Easy Run Days:Include 1-2 easy run days per week at a relaxed pace of 18:30/mile (11:29/km), covering 2-3 miles (3-5 km) per day.
Try to keep your heart rate below 140 bpm on easy days to ensure proper recovery and aerobic development.

My Tips to Run a Sub 6:45 Marathon

Start Slow, Even Slower Than Planned

On marathon day, the excitement can easily push you to start faster than intended.

Try to resist the urge to follow the crowd and instead start slower than your planned pace for the first few miles.

This will help conserve energy for the later stages when fatigue hits.

Think of it as a warm-up phase to settle into your rhythm.

You can always make up time later in the race, but starting too fast is a common mistake for beginners that leads to early burnout.

My personal preference is to find a pacer before the race starts and ask them if they’re starting slower, then stick with them at the beginning to help keep me accountable!

Use Landmarks, Not Just Mile Markers

Many marathoners focus solely on mile markers, but this can become discouraging if they start to feel further and further apart as fatigue hits.

I like to identify landmarks along the course – whether it’s a specific building, bridge, or where I know my friends are cheering – and use those to gauge my progress.

(this is why the London marathon is my fav, so many amazing buildings!)

Mentally tick them off as you pass.

This keeps your mind engaged and motivated, especially in the slower stretches where the next mile marker seems too far away.

Hydration Strategy: Drink Before You’re Thirsty

A slower marathon means you’ll be on the course for a longer period, and dehydration can sneak up on you.

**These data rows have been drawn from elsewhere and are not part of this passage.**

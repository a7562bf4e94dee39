use crate::{
    db::db::Db,
    libs::{
        export::{ExportData, ExportFormat, Exporter},
        formatter::parse_range,
    },
};
use anyhow::Result;
use clap::Args;
use std::path::PathBuf;

#[derive(Debug, Args)]
pub struct ExportArgs {
    /// What to export
    #[arg(value_enum)]
    data: ExportData,

    #[arg(short, long, value_enum, default_value_t = ExportFormat::Excel)]
    format: ExportFormat,

    /// Output file; defaults to `<data>_<timestamp>.<ext>` in the current directory
    #[arg(short, long)]
    output: Option<PathBuf>,

    /// First day of an attendance export (YYYY-MM-DD or 'today')
    #[arg(long, default_value = "today")]
    start: String,

    /// Last day of an attendance export, inclusive
    #[arg(long, default_value = "today")]
    end: String,
}

pub fn cmd(db: &Db, args: ExportArgs) -> Result<()> {
    let range = parse_range(&args.start, &args.end)?;
    Exporter::new(args.format, args.data, args.output).export(db, range)
}
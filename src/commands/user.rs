use super::report;
use crate::{
    db::db::Db,
    libs::{
        credentials,
        messages::Message,
        user::{Role, User},
    },
    msg_error, msg_success,
};
use anyhow::Result;
use clap::{Args, Subcommand};
use dialoguer::{theme::ColorfulTheme, Password};

#[derive(Debug, Args)]
pub struct UserArgs {
    #[command(subcommand)]
    command: UserCommand,
}

#[derive(Debug, Subcommand)]
enum UserCommand {
    /// Create an account; the password is prompted twice
    Register {
        username: String,
        email: String,
        #[arg(long)]
        full_name: Option<String>,
        #[arg(long, value_enum, default_value_t = Role::Staff)]
        role: Role,
    },
    /// Check a username or email against a password
    Login { identifier: String },
    /// Set a new password for the account registered under an email
    ResetPassword { email: String },
}

pub fn cmd(db: &Db, args: UserArgs) -> Result<()> {
    match args.command {
        UserCommand::Register {
            username,
            email,
            full_name,
            role,
        } => {
            let (password, confirm) = prompt_new_password()?;
            if let Err(message) = credentials::check_registration(&username, &email, &password, &confirm) {
                msg_error!(message);
                return Ok(());
            }
            let user = User::new(&username, &email, &credentials::digest(&password), full_name.as_deref(), role);
            report(db.users().add_user(&user));
            Ok(())
        }
        UserCommand::Login { identifier } => {
            let password = Password::with_theme(&ColorfulTheme::default())
                .with_prompt(Message::PromptPassword.to_string())
                .allow_empty_password(true)
                .interact()?;
            if let Err(message) = credentials::check_login(&identifier, &password) {
                msg_error!(message);
                return Ok(());
            }
            match db.users().authenticate(&identifier, &credentials::digest(&password))? {
                Some(user) => msg_success!(Message::LoginSucceeded(user.display_name().to_string())),
                None => msg_error!(Message::LoginFailed),
            }
            Ok(())
        }
        UserCommand::ResetPassword { email } => {
            let (password, confirm) = prompt_new_password()?;
            if let Err(message) = credentials::check_reset(&email, &password, &confirm) {
                msg_error!(message);
                return Ok(());
            }
            if db.users().get_user_by_email(&email)?.is_none() {
                msg_error!(Message::EmailNotRegistered);
                return Ok(());
            }
            report(db.users().update_password(&email, &credentials::digest(&password)));
            Ok(())
        }
    }
}

fn prompt_new_password() -> Result<(String, String)> {
    let theme = ColorfulTheme::default();
    let password = Password::with_theme(&theme)
        .with_prompt(Message::PromptPassword.to_string())
        .allow_empty_password(true)
        .interact()?;
    let confirm = Password::with_theme(&theme)
        .with_prompt(Message::PromptConfirmPassword.to_string())
        .allow_empty_password(true)
        .interact()?;
    Ok((password, confirm))
}
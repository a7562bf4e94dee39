use crate::{
    db::db::Db,
    libs::{messages::Message, view::View},
    msg_print,
};
use anyhow::Result;

pub fn cmd(db: &Db) -> Result<()> {
    let stats = db.stats().dashboard_stats()?;

    msg_print!(Message::DashboardHeader, true);
    View::dashboard(&stats);

    if !stats.students_by_course.is_empty() {
        msg_print!(Message::StudentsByCourseHeader, true);
        View::students_by_course(&stats);
    }
    if !stats.monthly_admissions.is_empty() {
        msg_print!(Message::MonthlyAdmissionsHeader, true);
        View::monthly_admissions(&stats);
    }
    Ok(())
}
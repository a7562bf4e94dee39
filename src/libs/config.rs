//! Application configuration.
//!
//! Settings live in `config.json` inside the platform data directory (see
//! [`DataStorage`]). A missing file means defaults: the database is
//! `institute.db` and the assets tree is `assets/`, both next to the config.
//!
//! The database location can be overridden without touching the file by
//! setting `INSTITUTE_DB`, either in the environment or in a `.env` file
//! loaded at startup.

use super::assets::Assets;
use super::data_storage::DataStorage;
use super::messages::Message;
use crate::db::db::Db;
use crate::msg_error_anyhow;
use anyhow::Result;
use serde::{Deserialize, Serialize};
use std::env;
use std::fs::{self, File};
use std::path::{Path, PathBuf};

pub const CONFIG_FILE_NAME: &str = "config.json";
pub const DB_ENV_VAR: &str = "INSTITUTE_DB";
pub const DEFAULT_DB_FILE_NAME: &str = "institute.db";
pub const DEFAULT_ASSETS_DIR: &str = "assets";

#[derive(Serialize, Deserialize, Clone, Debug, PartialEq)]
pub struct DatabaseConfig {
    /// File name inside the data directory, used when `path` is unset.
    pub file_name: String,
    /// Explicit database file, anywhere on disk.
    #[serde(default, skip_serializing_if = "Option::is_none")]
    pub path: Option<PathBuf>,
}

impl Default for DatabaseConfig {
    fn default() -> Self {
        Self {
            file_name: DEFAULT_DB_FILE_NAME.to_string(),
            path: None,
        }
    }
}

#[derive(Serialize, Deserialize, Clone, Debug, PartialEq, Default)]
pub struct Config {
    #[serde(default)]
    pub database: DatabaseConfig,
    /// Assets root; relative paths resolve against the data directory.
    #[serde(default, skip_serializing_if = "Option::is_none")]
    pub assets_dir: Option<PathBuf>,
}

impl Config {
    pub fn read() -> Result<Config> {
        Self::read_from(&DataStorage::new())
    }

    pub fn read_from(storage: &DataStorage) -> Result<Config> {
        let config_file_path = storage.get_path(CONFIG_FILE_NAME)?;
        if !config_file_path.exists() {
            return Ok(Config::default());
        }

        let config_str = fs::read_to_string(config_file_path)?;
        let config: Config = serde_json::from_str(&config_str).map_err(|_| msg_error_anyhow!(Message::ConfigParseError))?;
        Ok(config)
    }

    pub fn save(&self) -> Result<()> {
        self.save_to(&DataStorage::new())
    }

    pub fn save_to(&self, storage: &DataStorage) -> Result<()> {
        let config_file_path = storage.get_path(CONFIG_FILE_NAME)?;
        let config_file = File::create(config_file_path)?;
        serde_json::to_writer_pretty(&config_file, &self)?;
        Ok(())
    }

    /// Database file: `INSTITUTE_DB`, then `database.path`, then
    /// `database.file_name` inside the data directory.
    pub fn database_path(&self, storage: &DataStorage) -> PathBuf {
        if let Some(path) = env::var_os(DB_ENV_VAR).filter(|value| !value.is_empty()) {
            return PathBuf::from(path);
        }
        match &self.database.path {
            Some(path) => path.clone(),
            None => storage.base_path().join(&self.database.file_name),
        }
    }

    /// Pins the database to `path`, resolved against the working directory
    /// so later runs from elsewhere open the same file.
    pub fn set_database_path(&mut self, path: &Path) -> Result<()> {
        self.database.path = Some(std::path::absolute(path)?);
        Ok(())
    }

    pub fn assets(&self, storage: &DataStorage) -> Assets {
        let dir = self.assets_dir.as_deref().unwrap_or(Path::new(DEFAULT_ASSETS_DIR));
        if dir.is_absolute() {
            Assets::new(dir)
        } else {
            Assets::new(storage.base_path().join(dir))
        }
    }

    /// Provisions and opens the configured store; failure is fatal for the caller.
    pub fn open_db(&self, storage: &DataStorage) -> Result<Db> {
        let path = self.database_path(storage);
        Db::provision(&path, &self.assets(storage))
            .map_err(|e| msg_error_anyhow!(Message::DbConnectionFailed(e.to_string())))
    }
}
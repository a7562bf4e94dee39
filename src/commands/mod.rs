//! Command-line front end.
//!
//! Every subcommand except `init` opens the configured store (provisioning it
//! if needed) and works against that one connection until it returns.

pub mod attendance;
pub mod course;
pub mod export;
pub mod init;
pub mod stats;
pub mod student;
pub mod user;

use crate::db::db::Db;
use crate::libs::config::Config;
use crate::libs::course::Course;
use crate::libs::data_storage::DataStorage;
use crate::libs::messages::Message;
use crate::libs::outcome::WriteOutcome;
use crate::{msg_debug, msg_error, msg_error_anyhow, msg_success, msg_warning};
use anyhow::Result;
use clap::{Parser, Subcommand};

#[derive(Debug, Subcommand)]
enum Commands {
    #[command(about = "Provision the database and write the configuration")]
    Init(init::InitArgs),
    #[command(about = "Manage courses")]
    Course(course::CourseArgs),
    #[command(about = "Manage students")]
    Student(student::StudentArgs),
    #[command(about = "Mark and review attendance")]
    Attendance(attendance::AttendanceArgs),
    #[command(about = "Register, log in and reset passwords")]
    User(user::UserArgs),
    #[command(about = "Show the dashboard")]
    Stats,
    #[command(about = "Export students, courses or attendance to CSV, JSON or Excel")]
    Export(export::ExportArgs),
}

#[derive(Debug, Parser)]
#[command(name = "institute", author, version, about, long_about = None)]
#[command(arg_required_else_help(true))]
pub struct Cli {
    #[command(subcommand)]
    command: Commands,
}

impl Cli {
    pub fn menu() -> Result<()> {
        let cli = Self::parse();
        match cli.command {
            Commands::Init(args) => init::cmd(args),
            Commands::Course(args) => course::cmd(&open_store()?.1, args),
            Commands::Student(args) => {
                let (storage, db) = open_store()?;
                student::cmd(&db, &storage, args)
            }
            Commands::Attendance(args) => attendance::cmd(&open_store()?.1, args),
            Commands::User(args) => user::cmd(&open_store()?.1, args),
            Commands::Stats => stats::cmd(&open_store()?.1),
            Commands::Export(args) => export::cmd(&open_store()?.1, args),
        }
    }
}

/// Reads the configuration and opens the store it points at.
fn open_store() -> Result<(DataStorage, Db)> {
    let storage = DataStorage::new();
    let config = Config::read_from(&storage)?;
    msg_debug!(Message::ConfigLoaded);
    let db = config.open_db(&storage)?;
    Ok((storage, db))
}

/// Resolves a course given either its numeric id or its code.
pub(crate) fn find_course(db: &Db, identifier: &str) -> Result<Course> {
    let course = match identifier.parse::<i64>() {
        Ok(id) => db.courses().get_course_by_id(id)?,
        Err(_) => db.courses().get_course_by_code(identifier)?,
    };
    course.ok_or_else(|| msg_error_anyhow!(Message::CourseNotFound(identifier.to_string())))
}

/// Prints a write outcome; a committed write that matched no row is a warning.
pub(crate) fn report(outcome: WriteOutcome) {
    if !outcome.success {
        msg_error!(outcome.message);
    } else if outcome.is_noop() {
        msg_warning!(Message::NoRecordMatched);
    } else {
        msg_success!(outcome.message);
    }
}
//! Closed text enumerations stored as their display text.
//!
//! Gender, student status, attendance status and user role all live in the
//! database as plain text guarded by a `CHECK` constraint. This macro gives
//! each of them one canonical spelling shared by `Display`, `FromStr` and the
//! rusqlite conversions, so a value read back from the store is either one of
//! the known variants or a conversion error.

macro_rules! text_enum {
    (
        $(#[$meta:meta])*
        pub enum $name:ident {
            $($(#[$vmeta:meta])* $variant:ident => $text:literal),+ $(,)?
        }
    ) => {
        $(#[$meta])*
        pub enum $name {
            $($(#[$vmeta])* $variant),+
        }

        impl $name {
            pub const ALL: &'static [$name] = &[$($name::$variant),+];

            pub fn as_str(&self) -> &'static str {
                match self {
                    $($name::$variant => $text),+
                }
            }
        }

        impl std::fmt::Display for $name {
            fn fmt(&self, f: &mut std::fmt::Formatter<'_>) -> std::fmt::Result {
                f.write_str(self.as_str())
            }
        }

        impl std::str::FromStr for $name {
            type Err = String;

            fn from_str(s: &str) -> Result<Self, Self::Err> {
                match s {
                    $($text => Ok($name::$variant),)+
                    other => Err(format!("unknown {} '{}'", stringify!($name), other)),
                }
            }
        }

        impl rusqlite::types::ToSql for $name {
            fn to_sql(&self) -> rusqlite::Result<rusqlite::types::ToSqlOutput<'_>> {
                Ok(rusqlite::types::ToSqlOutput::from(self.as_str()))
            }
        }

        impl rusqlite::types::FromSql for $name {
            fn column_result(value: rusqlite::types::ValueRef<'_>) -> rusqlite::types::FromSqlResult<Self> {
                value
                    .as_str()?
                    .parse()
                    .map_err(|e: String| rusqlite::types::FromSqlError::Other(e.into()))
            }
        }
    };
}

pub(crate) use text_enum;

Make it a point to start hydrating early – before you feel thirsty.

Take small sips at every water station, even if you don’t feel like you need it.

This proactive hydration strategy prevents the dreaded late-race fatigue caused by dehydration.

You can also consider taking a hydration pack with you if during your training you find fatigue is setting in really early.

Because you’re running slower than others, the water stations will be further apart timewise.

A hydration pack means you’ve got water “on-tap” whenever you need it.

Plan and Practice Your Finish Line Routine

You’ve made it, but now what!?

Crossing the finish line is always going to be an emotional moment, but it can also be physically overwhelming.

Have a plan for how you’ll recover right after crossing the line.

Practice this in training: take a deep breath, slow down your walking, and gently stretch your legs.

This simple routine will help you avoid cramping or muscle tightness in the final moments, allowing you to savor your accomplishment without any discomfort.

And don’t forget your recovery pack with all your fav treats and a wooly jumper!